Several dozen pharmacies around the country specialize in compound pharmaceuticals. These are drugs that are combinations of two or more prescription medications. Many of these pharmacies are on the up-and-up, helping people, and our servicemembers, recover from illnesses or wounds. But a good number of these compounding pharmacies have linked up with high-pressure salesmen and disreputable physicians to scam the Department of Defense out of as much as $1.2 billion in taxpayer money in this year alone.

The sales pitch went like this. A U.S. servicemember, a military retiree, or their spouse might get a phone call at home asking whether a TRICARE beneficiary is suffering from pain. The telemarketer might ask a few simple questions, get a little bit of personal information, and suddenly, weeks later, prescription creams would start showing up in the mail. In other cases, a food truck may pull up in front of a military base. If a servicemember wanted a hot dog, he or she could listen to a pitch about compounded pharmaceuticals and sign a piece of paper. In many cases, that servicemember had no idea they were signing up for an expensive prescription that might have no medical value. These sneaky marketers would pass personal information on to doctors, often hundreds or thousands of miles away, who would then write prescription after prescription, never having seen the patient.
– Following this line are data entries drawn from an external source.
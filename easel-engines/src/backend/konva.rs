//! Konva-style engine: a stage with one layer per page and a node tree.
//!
//! Nodes follow Konva's `toJSON()` shape (`className`, `attrs`, `children`).
//! The canonical id lives in `attrs.id` and the role in `attrs.name`.
//! Konva has no notion of data bindings, so bindings are dropped on the way in.

use serde::{Deserialize, Serialize};
use serde_json::{json, Map, Value};

use easel_core::{
    Bounds, Document, Engine, EngineEvent, Field, FontWeight, GroupProps, ImageProps, ImageStatus,
    Object, ObjectId, ObjectProps, Page, PageId, ShapeKind, ShapeProps, TextAlign, TextProps,
    TranslationError,
};

use super::{log_dropped, SceneHeader};

const NAME: &str = "konva";

/// Stroke width for lines that carry no width of their own.
const LINE_STROKE_WIDTH: f64 = 2.0;

/// Native scene: a Konva stage.
#[derive(Debug, Clone, Default, PartialEq, Serialize, Deserialize)]
#[serde(rename_all = "camelCase")]
pub struct KonvaStage {
    /// Document-level data.
    pub header: SceneHeader,
    /// One layer per page, in page order.
    pub children: Vec<KonvaLayer>,
}

/// A Konva layer holding one page.
#[derive(Debug, Clone, PartialEq, Serialize, Deserialize)]
#[serde(rename_all = "camelCase")]
pub struct KonvaLayer {
    /// Layer attributes: `id`, `name`, `width`, `height`, `fill`.
    pub attrs: LayerAttrs,
    /// Top-level nodes in canonical order.
    pub children: Vec<KonvaNode>,
}

/// Page attributes of a layer.
#[derive(Debug, Clone, PartialEq, Serialize, Deserialize)]
#[serde(rename_all = "camelCase")]
pub struct LayerAttrs {
    /// Canonical page id.
    pub id: String,
    /// Page name.
    pub name: String,
    /// Page width.
    pub width: f64,
    /// Page height.
    pub height: f64,
    /// Background color.
    pub fill: String,
}

/// A Konva node.
#[derive(Debug, Clone, PartialEq, Serialize, Deserialize)]
#[serde(rename_all = "camelCase")]
pub struct KonvaNode {
    /// `Text`, `Image`, `Rect`, `Ellipse`, `Line` or `Group`.
    pub class_name: String,
    /// Konva attributes.
    #[serde(default)]
    pub attrs: Map<String, Value>,
    /// Group members.
    #[serde(default, skip_serializing_if = "Vec::is_empty")]
    pub children: Vec<KonvaNode>,
}

impl KonvaNode {
    fn new(class_name: &str) -> Self {
        Self {
            class_name: class_name.to_string(),
            attrs: Map::new(),
            children: Vec::new(),
        }
    }

    fn set(&mut self, key: &str, value: impl Into<Value>) {
        self.attrs.insert(key.to_string(), value.into());
    }

    fn str_attr(&self, key: &str) -> Option<&str> {
        self.attrs.get(key).and_then(Value::as_str)
    }

    fn num_attr(&self, key: &str) -> Option<f64> {
        self.attrs.get(key).and_then(Value::as_f64)
    }

    /// Canonical id from `attrs.id`.
    #[must_use]
    pub fn canonical_id(&self) -> Option<&str> {
        self.str_attr("id")
    }

    /// Canonical bounds, undoing the ellipse center convention and any
    /// pending `scaleX`/`scaleY` from a transformer.
    fn bounds(&self) -> Bounds {
        let num = |key: &str| self.num_attr(key).unwrap_or(0.0);
        let scale_x = self.num_attr("scaleX").unwrap_or(1.0);
        let scale_y = self.num_attr("scaleY").unwrap_or(1.0);
        match self.class_name.as_str() {
            "Ellipse" => {
                let (rx, ry) = (num("radiusX") * scale_x, num("radiusY") * scale_y);
                Bounds::new(num("x") - rx, num("y") - ry, rx * 2.0, ry * 2.0)
            }
            "Line" => {
                let points: Vec<f64> = self
                    .attrs
                    .get("points")
                    .and_then(Value::as_array)
                    .map(|p| p.iter().filter_map(Value::as_f64).collect())
                    .unwrap_or_default();
                // Konva draws points relative to the node position.
                match points.as_slice() {
                    [x1, y1, x2, y2, ..] => Bounds::new(
                        num("x") + x1.min(*x2) * scale_x,
                        num("y") + y1.min(*y2) * scale_y,
                        (x2 - x1).abs() * scale_x,
                        (y2 - y1).abs() * scale_y,
                    ),
                    _ => Bounds::new(0.0, 0.0, 0.0, 0.0),
                }
            }
            _ => Bounds::new(
                num("x"),
                num("y"),
                num("width") * scale_x,
                num("height") * scale_y,
            ),
        }
    }

    fn set_bounds(&mut self, bounds: Bounds) {
        self.attrs.remove("scaleX");
        self.attrs.remove("scaleY");
        match self.class_name.as_str() {
            "Ellipse" => {
                self.set("x", bounds.x + bounds.width / 2.0);
                self.set("y", bounds.y + bounds.height / 2.0);
                self.set("radiusX", bounds.width / 2.0);
                self.set("radiusY", bounds.height / 2.0);
            }
            "Line" => {
                self.attrs.remove("x");
                self.attrs.remove("y");
                self.set(
                    "points",
                    json!([
                        bounds.x,
                        bounds.y,
                        bounds.x + bounds.width,
                        bounds.y + bounds.height
                    ]),
                );
            }
            _ => {
                self.set("x", bounds.x);
                self.set("y", bounds.y);
                self.set("width", bounds.width);
                self.set("height", bounds.height);
            }
        }
    }
}

/// Konva engine.
#[derive(Debug, Clone, Copy, Default)]
pub struct KonvaEngine;

impl KonvaEngine {
    /// Create the engine.
    #[must_use]
    pub const fn new() -> Self {
        Self
    }

    fn layer_mut<'a>(
        scene: &'a mut KonvaStage,
        page: &PageId,
    ) -> Result<&'a mut KonvaLayer, TranslationError> {
        scene
            .children
            .iter_mut()
            .find(|l| l.attrs.id == page.as_str())
            .ok_or_else(|| TranslationError::PageNotFound {
                engine: NAME,
                id: page.clone(),
            })
    }

    fn node_mut<'a>(
        scene: &'a mut KonvaStage,
        page: &PageId,
        id: &ObjectId,
    ) -> Result<&'a mut KonvaNode, TranslationError> {
        find_node_mut(&mut Self::layer_mut(scene, page)?.children, id)
            .ok_or_else(|| TranslationError::NodeNotFound {
                engine: NAME,
                id: id.clone(),
            })
    }
}

/// Depth-first search through groups.
fn find_node_mut<'a>(nodes: &'a mut [KonvaNode], id: &ObjectId) -> Option<&'a mut KonvaNode> {
    for node in nodes {
        if node.canonical_id() == Some(id.as_str()) {
            return Some(node);
        }
        if let Some(found) = find_node_mut(&mut node.children, id) {
            return Some(found);
        }
    }
    None
}

/// Translate a canonical object into a Konva node.
///
/// Bindings have no Konva counterpart and are dropped with a warning.
#[must_use]
pub fn object_to_native(object: &Object) -> KonvaNode {
    if object.bindings.is_some() {
        log_dropped(&TranslationError::UnsupportedField {
            engine: NAME,
            field: "bindings",
        });
    }
    let mut node = match &object.props {
        ObjectProps::Text(text) => {
            let mut node = KonvaNode::new("Text");
            node.set("text", text.text.clone());
            node.set("fontFamily", text.font_family.clone());
            node.set("fontSize", text.font_size);
            node.set(
                "fontStyle",
                match text.font_weight {
                    FontWeight::Normal => "normal",
                    FontWeight::Bold => "bold",
                },
            );
            node.set(
                "align",
                match text.align {
                    TextAlign::Left => "left",
                    TextAlign::Center => "center",
                    TextAlign::Right => "right",
                },
            );
            node.set("fill", text.fill.clone());
            node.set("opacity", text.opacity);
            node
        }
        ObjectProps::Image(image) => {
            let mut node = KonvaNode::new("Image");
            node.set("assetRef", image.asset_ref.clone());
            if let Some(src) = &image.src {
                node.set("src", src.clone());
            }
            node.set(
                "imageStatus",
                serde_json::to_value(image.status).unwrap_or(Value::Null),
            );
            node.set("opacity", image.opacity);
            node
        }
        ObjectProps::Shape(shape) => {
            let mut node = KonvaNode::new(match shape.shape {
                ShapeKind::Rect => "Rect",
                ShapeKind::Ellipse => "Ellipse",
                ShapeKind::Line => "Line",
            });
            node.set("fill", shape.fill.clone());
            if shape.shape == ShapeKind::Line {
                set_line_stroke(&mut node, shape);
            } else {
                if let Some(stroke) = &shape.stroke {
                    node.set("stroke", stroke.clone());
                }
                node.set("strokeWidth", shape.stroke_width);
            }
            if shape.shape == ShapeKind::Rect {
                node.set("cornerRadius", shape.corner_radius);
            }
            node.set("opacity", shape.opacity);
            node
        }
        ObjectProps::Group(group) => {
            let mut node = KonvaNode::new("Group");
            node.children = group.children.iter().map(object_to_native).collect();
            node
        }
    };
    node.set("id", object.id.to_string());
    if let Some(role) = &object.role {
        node.set("name", role.clone());
    }
    node.set("zIndex", object.z_index);
    node.set_bounds(object.bounds);
    node
}

/// Konva lines paint only their stroke. Lines without their own stroke are
/// drawn in the fill color at [`LINE_STROKE_WIDTH`]; the flags keep the
/// canonical values recoverable.
fn set_line_stroke(node: &mut KonvaNode, shape: &ShapeProps) {
    match &shape.stroke {
        Some(stroke) => node.set("stroke", stroke.clone()),
        None => {
            node.set("stroke", shape.fill.clone());
            node.set("strokeFromFill", true);
        }
    }
    if shape.stroke_width > 0.0 {
        node.set("strokeWidth", shape.stroke_width);
    } else {
        node.set("strokeWidth", LINE_STROKE_WIDTH);
        node.set("defaultStrokeWidth", true);
    }
}

fn flag_attr(node: &KonvaNode, key: &str) -> bool {
    node.attrs.get(key).and_then(Value::as_bool).unwrap_or(false)
}
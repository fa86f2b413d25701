//! Persistence API and its implementations.
//!
//! The editor only needs `save`, `load`, `list` and `delete`. Storage internals
//! live behind the trait; [`HttpPersistence`] talks JSON to a remote store and
//! [`MemoryPersistence`] keeps documents in-process with failure injection for
//! tests and dry runs.

use std::collections::HashMap;
use std::sync::atomic::{AtomicU32, Ordering};
use std::sync::{Mutex, PoisonError};
use std::time::Duration;

use async_trait::async_trait;
use reqwest::{Client, StatusCode};
use serde::{Deserialize, Serialize};
use url::Url;

use easel_core::{Document, DocumentId};

use crate::error::PersistenceError;

/// Request timeout for the HTTP client.
const REQUEST_TIMEOUT: Duration = Duration::from_secs(10);

/// Acknowledgement of a successful save.
#[derive(Debug, Clone, Copy, PartialEq, Eq, Serialize, Deserialize)]
#[serde(rename_all = "camelCase")]
pub struct SaveReceipt {
    /// Version the server now holds.
    pub version: u64,
}

/// Listing entry for a stored document.
#[derive(Debug, Clone, PartialEq, Eq, Serialize, Deserialize)]
#[serde(rename_all = "camelCase")]
pub struct DocumentSummary {
    /// Document id.
    pub id: String,
    /// Title.
    pub title: String,
    /// Stored version.
    pub version: u64,
}

impl DocumentSummary {
    fn of(doc: &Document) -> Self {
        Self {
            id: doc.id.to_string(),
            title: doc.metadata.title.clone(),
            version: doc.version(),
        }
    }
}

/// Body of a 409 response.
#[derive(Debug, Deserialize)]
#[serde(rename_all = "camelCase")]
struct ConflictBody {
    remote_version: u64,
}

/// External document store.
#[async_trait]
pub trait PersistenceApi: Send + Sync {
    /// Store `doc` under its id. The payload carries the document version.
    ///
    /// # Errors
    ///
    /// Returns [`PersistenceError::Conflict`] if the store holds a newer
    /// version, or a transport error.
    async fn save(&self, doc: &Document) -> Result<SaveReceipt, PersistenceError>;

    /// Fetch a stored document.
    ///
    /// # Errors
    ///
    /// Returns [`PersistenceError::NotFound`] for unknown ids.
    async fn load(&self, id: &DocumentId) -> Result<Document, PersistenceError>;

    /// List stored documents.
    ///
    /// # Errors
    ///
    /// Returns a transport error.
    async fn list(&self) -> Result<Vec<DocumentSummary>, PersistenceError>;

    /// Delete a stored document.
    ///
    /// # Errors
    ///
    /// Returns [`PersistenceError::NotFound`] for unknown ids.
    async fn delete(&self, id: &DocumentId) -> Result<(), PersistenceError>;
}

/// JSON client for a remote document store.
///
/// Routes: `POST/GET/DELETE {base}/documents/{id}` and `GET {base}/documents`.
/// A 409 answer to a save carries `{"remoteVersion": n}`.
#[derive(Debug, Clone)]
pub struct HttpPersistence {
    http: Client,
    base: Url,
}

impl HttpPersistence {
    /// Create a client for `base`.
    ///
    /// # Errors
    ///
    /// Returns [`PersistenceError::InvalidUrl`] if `base` does not parse, or
    /// [`PersistenceError::Http`] if the client cannot be built.
    pub fn new(base: &str) -> Result<Self, PersistenceError> {
        let mut base = Url::parse(base).map_err(|e| PersistenceError::InvalidUrl(e.to_string()))?;
        if !base.path().ends_with('/') {
            let path = format!("{}/", base.path());
            base.set_path(&path);
        }
        let http = Client::builder().timeout(REQUEST_TIMEOUT).build()?;
        Ok(Self { http, base })
    }

    /// Base URL.
    #[must_use]
    pub fn base(&self) -> &Url {
        &self.base
    }

    fn endpoint(&self, path: &str) -> Result<Url, PersistenceError> {
        self.base
            .join(path)
            .map_err(|e| PersistenceError::InvalidUrl(e.to_string()))
    }

    /// The id is pushed as one encoded path segment.
    fn document_url(&self, id: &DocumentId) -> Result<Url, PersistenceError> {
        let mut url = self.endpoint("documents")?;
        url.path_segments_mut()
            .map_err(|()| PersistenceError::InvalidUrl("base URL has no path".to_string()))?
            .push(id.as_str());
        Ok(url)
    }

    async fn unexpected(response: reqwest::Response) -> PersistenceError {
        let status = response.status().as_u16();
        let body = response.text().await.unwrap_or_default();
        PersistenceError::Status { status, body }
    }
}

#[async_trait]
impl PersistenceApi for HttpPersistence {
    async fn save(&self, doc: &Document) -> Result<SaveReceipt, PersistenceError> {
        let url = self.document_url(&doc.id)?;
        tracing::debug!(%url, version = doc.version(), "Saving document");
        let response = self.http.post(url).json(doc).send().await?;
        match response.status() {
            status if status.is_success() => Ok(response.json().await?),
            StatusCode::CONFLICT => {
                let body: ConflictBody = response.json().await?;
                Err(PersistenceError::Conflict {
                    local_version: doc.version(),
                    remote_version: body.remote_version,
                })
            }
            _ => Err(Self::unexpected(response).await),
        }
    }

    async fn load(&self, id: &DocumentId) -> Result<Document, PersistenceError> {
        let response = self.http.get(self.document_url(id)?).send().await?;
        match response.status() {
            status if status.is_success() => Ok(response.json().await?),
            StatusCode::NOT_FOUND => Err(PersistenceError::NotFound(id.to_string())),
            _ => Err(Self::unexpected(response).await),
        }
    }

    async fn list(&self) -> Result<Vec<DocumentSummary>, PersistenceError> {
        let response = self.http.get(self.endpoint("documents")?).send().await?;
        if response.status().is_success() {
            Ok(response.json().await?)
        } else {
            Err(Self::unexpected(response).await)
        }
    }

    async fn delete(&self, id: &DocumentId) -> Result<(), PersistenceError> {
        let response = self.http.delete(self.document_url(id)?).send().await?;
        match response.status() {
            status if status.is_success() => Ok(()),
            StatusCode::NOT_FOUND => Err(PersistenceError::NotFound(id.to_string())),
            _ => Err(Self::unexpected(response).await),
        }
    }
}

/// In-process store.
///
/// A save carrying a version older than the stored one is a conflict.
#[derive(Debug, Default)]
pub struct MemoryPersistence {
    documents: Mutex<HashMap<DocumentId, Document>>,
    saved_versions: Mutex<Vec<u64>>,
    failures: AtomicU32,
    latency: Mutex<Duration>,
}

impl MemoryPersistence {
    /// Create an empty store.
    #[must_use]
    pub fn new() -> Self {
        Self::default()
    }

    /// Make the next `count` saves fail with a transient network error.
    pub fn fail_next(&self, count: u32) {
        self.failures.store(count, Ordering::SeqCst);
    }

    /// Delay every save by `latency`.
    pub fn set_latency(&self, latency: Duration) {
        *self.latency.lock().unwrap_or_else(PoisonError::into_inner) = latency;
    }

    /// Put a document straight into the store, bypassing conflict checks.
    pub fn insert(&self, doc: Document) {
        self.documents
            .lock()
            .unwrap_or_else(PoisonError::into_inner)
            .insert(doc.id.clone(), doc);
    }

    /// Versions of every successful save, in completion order.
    #[must_use]
    pub fn saved_versions(&self) -> Vec<u64> {
        self.saved_versions
            .lock()
            .unwrap_or_else(PoisonError::into_inner)
            .clone()
    }

    /// Number of successful saves.
    #[must_use]
    pub fn save_count(&self) -> usize {
        self.saved_versions
            .lock()
            .unwrap_or_else(PoisonError::into_inner)
            .len()
    }

    fn take_failure(&self) -> bool {
        self.failures
            .fetch_update(Ordering::SeqCst, Ordering::SeqCst, |n| n.checked_sub(1))
            .is_ok()
    }
}

#[async_trait]
impl PersistenceApi for MemoryPersistence {
    async fn save(&self, doc: &Document) -> Result<SaveReceipt, PersistenceError> {
        let latency = *self.latency.lock().unwrap_or_else(PoisonError::into_inner);
        if !latency.is_zero() {
            tokio::time::sleep(latency).await;
        }
        if self.take_failure() {
            return Err(PersistenceError::Network("injected failure".to_string()));
        }
        let mut documents = self.documents.lock().unwrap_or_else(PoisonError::into_inner);
        if let Some(stored) = documents.get(&doc.id) {
            if stored.version() > doc.version() {
                return Err(PersistenceError::Conflict {
                    local_version: doc.version(),
                    remote_version: stored.version(),
                });
            }
        }
        documents.insert(doc.id.clone(), doc.clone());
        self.saved_versions
            .lock()
            .unwrap_or_else(PoisonError::into_inner)
            .push(doc.version());
        Ok(SaveReceipt {
            version: doc.version(),
        })
    }

    async fn load(&self, id: &DocumentId) -> Result<Document, PersistenceError> {
        self.documents
            .lock()
            .unwrap_or_else(PoisonError::into_inner)
            .get(id)
            .cloned()
            .ok_or_else(|| PersistenceError::NotFound(id.to_string()))
    }

    async fn list(&self) -> Result<Vec<DocumentSummary>, PersistenceError> {
        let documents = self.documents.lock().unwrap_or_else(PoisonError::into_inner);
        let mut summaries: Vec<DocumentSummary> =
            documents.values().map(DocumentSummary::of).collect();
        summaries.sort_by(|a, b| a.id.cmp(&b.id));
        Ok(summaries)
    }

    async fn delete(&self, id: &DocumentId) -> Result<(), PersistenceError> {
        self.documents
            .lock()
            .unwrap_or_else(PoisonError::into_inner)
            .remove(id)
            .map(|_| ())
            .ok_or_else(|| PersistenceError::NotFound(id.to_string()))
    }
}

#[cfg(test)]
mod tests {
    use super::*;

    #[tokio::test]
    async fn test_memory_round_trip_and_list() {
        let store = MemoryPersistence::new();
        let doc = Document::new("Stored").with_id("d1");
        store.save(&doc).await.expect("save");
        let loaded = store.load(&"d1".into()).await.expect("load");
        assert_eq!(loaded, doc);
        let listed = store.list().await.expect("list");
        assert_eq!(listed.len(), 1);
        assert_eq!(listed[0].title, "Stored");
        store.delete(&"d1".into()).await.expect("delete");
        assert!(matches!(
            store.load(&"d1".into()).await,
            Err(PersistenceError::NotFound(_))
        ));
    }

    #[tokio::test]
    async fn test_memory_injected_failures_are_transient() {
        let store = MemoryPersistence::new();
        store.fail_next(2);
        let doc = Document::new("Flaky");
        assert!(store.save(&doc).await.is_err());
        assert!(store.save(&doc).await.is_err());
        assert!(store.save(&doc).await.is_ok());
        assert_eq!(store.save_count(), 1);
    }

    #[test]
    fn test_http_base_gets_trailing_slash() {
        let client = HttpPersistence::new("http://localhost:9000/api").expect("client");
        assert_eq!(client.base().as_str(), "http://localhost:9000/api/");
        let url = client.document_url(&"d1".into()).expect("url");
        assert_eq!(url.as_str(), "http://localhost:9000/api/documents/d1");
    }

    #[test]
    fn test_http_document_id_is_one_segment() {
        let client = HttpPersistence::new("http://localhost:9000/api/").expect("client");
        let url = client.document_url(&"a/b?c".into()).expect("url");
        assert_eq!(url.as_str(), "http://localhost:9000/api/documents/a%2Fb%3Fc");
        assert_eq!(url.query(), None);
    }

    #[test]
    fn test_http_rejects_invalid_url() {
        assert!(matches!(
            HttpPersistence::new("not a url"),
            Err(PersistenceError::InvalidUrl(_))
        ));
    }
}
These ointments and creams were then custom made by a compounding pharmacy, and the bill was sent to the Department of Defense. According to health officials in the Department of Defense, one of these pain creams had a value of about $150 each. But the Defense Health Program was billed more than $9,000 each. This scam has added up to big dollars. In 2004, the Department of Defense spent just $5 million on compound pharmaceuticals. By 2014, as these efforts began to ramp up, the total rose to $514 million. In April of 2015, just 1 month alone, the bill to the Pentagon was nearly $500 million. DOD says the total cost of compound pharmaceuticals for this fiscal year could be as much as $1.2 billion.

What is tragic about this waste of money is that it could have been prevented. In 2013, the Pentagon considered policy changes it could make to the approval process for compound pharmaceuticals. DOD officials came under heavy pressure, both from Members of Congress and from some of these companies, not to move forward.

This pressure continued right up through March of this year.

Finally, in May, the Department of Defense was able to institute a screening procedure to get at this problem. And the costs charged to TRICARE have dropped dramatically--down to $10 million per month.

Let me repeat that. The Department paid $500 million for compound drugs in April. The Department changed its approval process, and it now pays $10 million a month for compound drugs. I met with Assistant Secretary for Health Affairs Dr. Jonathan Woodson about this. He is confident that this safeguard--and others--will protect the taxpayer in the future. Regrettably, in this case, the horse ran out of the barn and cost the American taxpayer $1.2 billion before anyone could stop these scams. But no one can escape the long arm of the law forever. The Department of Justice has opened more than 100 criminal investigations, and $60 million has been recovered so far. The DOD has suspended 26 providers for wrongdoing, and identified 71 individuals or entities who are believed to be associated with these scheme.

As vice chairman of the Defense Appropriations Subcommittee, working with Chairman Cochran, we have the responsibility to look after how the Pentagon is spending its funds. I bring this episode to light because there are many lessons to be learned about the need to demand a bureaucracy agile enough to catch profiteers and about the ways that congressional oversight can hamper enforcement rather than encourage it. I hope my colleagues takes those lesson to heart.

I will also say that Thad Cochran and I will continue to root out these incidents wherever they occur and work in partnership with the department to provide for our servicemembers in ways faithful to the taxpayer.